Les journalistes sont donc conviés à solliciter et à présenter au mieux des "récits de vie" de migrants pour émouvoir des populations majoritairement rétives à une installation d’étrangers sur leur territoire. Ces témoignages donneront de l’authenticité à une migration qui est toujours pour celui qui l’entreprend un déchirement et une aventure périlleuse. Mais ils risquent aussi de masquer  les aspects sociaux, économiques, financiers, religieux, sécuritaires  ou psychologiques qui sont le lot des pays d’accueil et de leurs ressortissants.

Financer les bons medias

Cette initiative n’est pas isolée.
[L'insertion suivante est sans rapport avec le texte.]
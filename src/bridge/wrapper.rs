// In: src/bridge/wrapper.rs

//! The `Wrapper`: a slot holding at most one `Manager`, with the guard checks
//! and error-to-boolean conversions a host expects.

use std::panic::{self, AssertUnwindSafe};
use std::sync::Arc;

use crate::bridge::format::{format_running_time, MISSING, NOT_AVAILABLE};
use crate::bridge::InstanceStatus;
use crate::config::HostEnvironment;
use crate::error::MeterlineError;
use crate::pipeline::executor::panic_message;
use crate::pipeline::{Blueprint, Manager};
use crate::state::StateContainer;

/// Every manager the wrapper builds takes its state from the same container,
/// so a manager created after `destroy` or `reset` starts from a fresh `Idle`
/// state while the old handles keep reporting `terminated`.
pub struct Wrapper {
    manager: Option<Manager>,
    blueprint: Blueprint,
    container: Arc<StateContainer>,
}

impl Default for Wrapper {
    fn default() -> Self {
        Self::new()
    }
}

impl Wrapper {
    /// A wrapper that builds the standard pipeline.
    pub fn new() -> Self {
        Self::with_blueprint(Blueprint::standard())
    }

    pub fn with_blueprint(blueprint: Blueprint) -> Self {
        Self {
            manager: None,
            blueprint,
            container: Arc::new(StateContainer::new()),
        }
    }

    //==============================================================================
    // 1. Instance Lifecycle
    //==============================================================================

    /// Builds a manager. Fails if one already exists or if construction fails
    /// for any reason; a failed call leaves no instance behind.
    pub fn create(&mut self, config: &str, host: HostEnvironment) -> bool {
        if self.manager.is_some() {
            log::warn!("Cannot create manager: {}", MeterlineError::AlreadyExists);
            return false;
        }

        let blueprint = &self.blueprint;
        let container = Arc::clone(&self.container);
        let outcome = panic::catch_unwind(AssertUnwindSafe(|| {
            Manager::with_container(config, host, blueprint, container)
        }));

        match outcome {
            Ok(Ok(manager)) => {
                log::info!("Created manager with components {:?}", manager.component_names());
                self.manager = Some(manager);
                true
            }
            Ok(Err(err)) => {
                report_create_error(&err);
                false
            }
            Err(payload) => {
                log::error!(
                    "Error creating manager: panicked: {}",
                    panic_message(payload.as_ref())
                );
                false
            }
        }
    }

    /// Starts the pipeline. Fails if there is no instance or it has already
    /// been started.
    pub fn start(&mut self) -> bool {
        let Some(manager) = self.manager.as_mut() else {
            log::warn!("Cannot start: {}", MeterlineError::Missing);
            return false;
        };
        if manager.is_started() {
            log::warn!("Cannot start: manager is already started");
            return false;
        }
        log_outcome("start", manager.start())
    }

    /// Stops the pipeline. Fails if there is no instance or it was never started.
    pub fn stop(&mut self) -> bool {
        let Some(manager) = self.manager.as_mut() else {
            log::warn!("Cannot stop: {}", MeterlineError::Missing);
            return false;
        };
        if !manager.is_started() {
            log::warn!("Cannot stop: manager is not started");
            return false;
        }
        log_outcome("stop", manager.stop())
    }

    /// Terminates and joins the pipeline, keeping the instance.
    pub fn terminate(&mut self) -> bool {
        match self.manager.as_mut() {
            Some(manager) => {
                manager.terminate();
                true
            }
            None => {
                log::warn!("Cannot terminate: {}", MeterlineError::Missing);
                false
            }
        }
    }

    /// Terminates the pipeline, waits for the diagnostics flush and releases
    /// the instance.
    pub fn destroy(&mut self) -> bool {
        let Some(mut manager) = self.manager.take() else {
            log::warn!("Cannot destroy: {}", MeterlineError::Missing);
            return false;
        };
        manager.terminate();
        log::info!("Destroying manager");
        manager.flush_diagnostics();
        drop(manager);
        true
    }

    /// Destroys the current instance, if any, then creates a new one.
    pub fn reset(&mut self, config: &str, host: HostEnvironment) -> bool {
        if self.manager.is_some() {
            self.destroy();
        }
        self.create(config, host)
    }

    //==============================================================================
    // 2. Queries
    //==============================================================================

    pub fn exists(&self) -> bool {
        self.manager.is_some()
    }

    pub fn is_started(&self) -> bool {
        self.manager
            .as_ref()
            .is_some_and(|manager| manager.is_started())
    }

    /// `"idle"`, `"started"`, `"stopped"`, `"terminated"` or `"missing"`.
    pub fn query_state(&self) -> String {
        match &self.manager {
            Some(manager) => manager.query_state().to_string(),
            None => MISSING.to_string(),
        }
    }

    /// `HH:MM:SS.` while started, `"N/A"` when not started or missing.
    pub fn get_running_time(&self) -> String {
        match &self.manager {
            Some(manager) if manager.is_started() => {
                format_running_time(manager.get_running_time())
            }
            _ => NOT_AVAILABLE.to_string(),
        }
    }

    pub fn status(&self) -> InstanceStatus {
        match &self.manager {
            Some(manager) => manager.phase().into(),
            None => InstanceStatus::Missing,
        }
    }

    pub fn manager(&self) -> Option<&Manager> {
        self.manager.as_ref()
    }

    pub fn state_container(&self) -> &Arc<StateContainer> {
        &self.container
    }
}

fn report_create_error(err: &MeterlineError) {
    match err {
        MeterlineError::ComponentInit { index: 0, .. } => log::error!(
            "Error creating manager: {}. Could not set up logging (permissions?)",
            err
        ),
        _ => log::error!("Error creating manager: {}", err),
    }
}

fn log_outcome<T>(action: &str, outcome: Result<T, MeterlineError>) -> bool {
    match outcome {
        Ok(_) => true,
        Err(err) => {
            log::warn!("Cannot {}: {}", action, err);
            false
        }
    }
}

impl std::fmt::Debug for Wrapper {
    fn fmt(&self, f: &mut std::fmt::Formatter<'_>) -> std::fmt::Result {
        f.debug_struct("Wrapper")
            .field("manager", &self.manager)
            .field("blueprint", &self.blueprint.names())
            .finish()
    }
}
Un projet porté entre autres par la fondation Bill Gates et qui associe sur 18 mois quatre quotidiens, Le Monde, l’allemand Der Spiegel, l’espagnol El Pais et le Guardian anglais entend faire chroniquer et valoriser "l’arrivée et l’intégration des familles de migrants". Un enjeu vital en cette année 2017 où se déroulent dans l’Union européenne de nombreuses élections.  

Une politique d’ouverture en grand

Ces opérations s’inscrivent dans une  politique générale. Le commissaire européen aux affaires intérieures chargé des migrations et de la citoyenneté, le grec Dimitri Avramopoulos, ne l’a pas caché dans son discours du 7 mars 2017 à l’Université de Genève : "Allons-nous nous laisser submerger par la montée du populisme, du nationalisme et de la xénophobie ? Allons-nous réintroduire des contrôles aux frontières internes de l’UE ? Sacrifier la liberté de mouvement si chère à nos citoyens ?… Les 27 auront besoin à l’avenir de 6 millions d’immigrés. Nous allons ouvrir des bureaux dans tous les pays de la rive sud de la Méditerranée et en Afrique de l’Ouest".

Il ajoute que l’Europe est aujourd’hui prête à relever le défi migratoire. Elle ne laissera pas entrer tout le monde, elle dispose de "hotspots" efficaces en Italie et en Grèce pour traiter les dossiers  et profite de son "arrangement" avec la Turquie pour retenir provisoirement sur place la majorité des réfugiés politiques. Quant aux pays qui refuseront de les accueillir, ils seront  sanctionnés.

Les électeurs jugeront

Ces financements généreux  suffiront –ils  à rendre les opinions publiques européennes  plus perméables à l’accueil des migrants ? A ouvrir des bureaux effectifs et fiables sur le littoral sud de la Méditerranée qui pourraient convaincre les candidats à la migration d’éviter les passages en force à Ceuta et  les naufrages au large des côtes libyennes ?  A faire le tri entre les réfugiés politiques, les demandeurs d’emploi et les autres ? A combattre les mafias de passeurs, la fraude identitaire et l’infiltration de terroristes ?  A reconduire dans leurs pays les déboutés du droit d’asile ? A orienter ceux qui sont admis, vers des pays qui peuvent leur fournir un hébergement décent, une formation adaptée et un travail effectif ? La parole est aux citoyens des pays de l’Union européenne.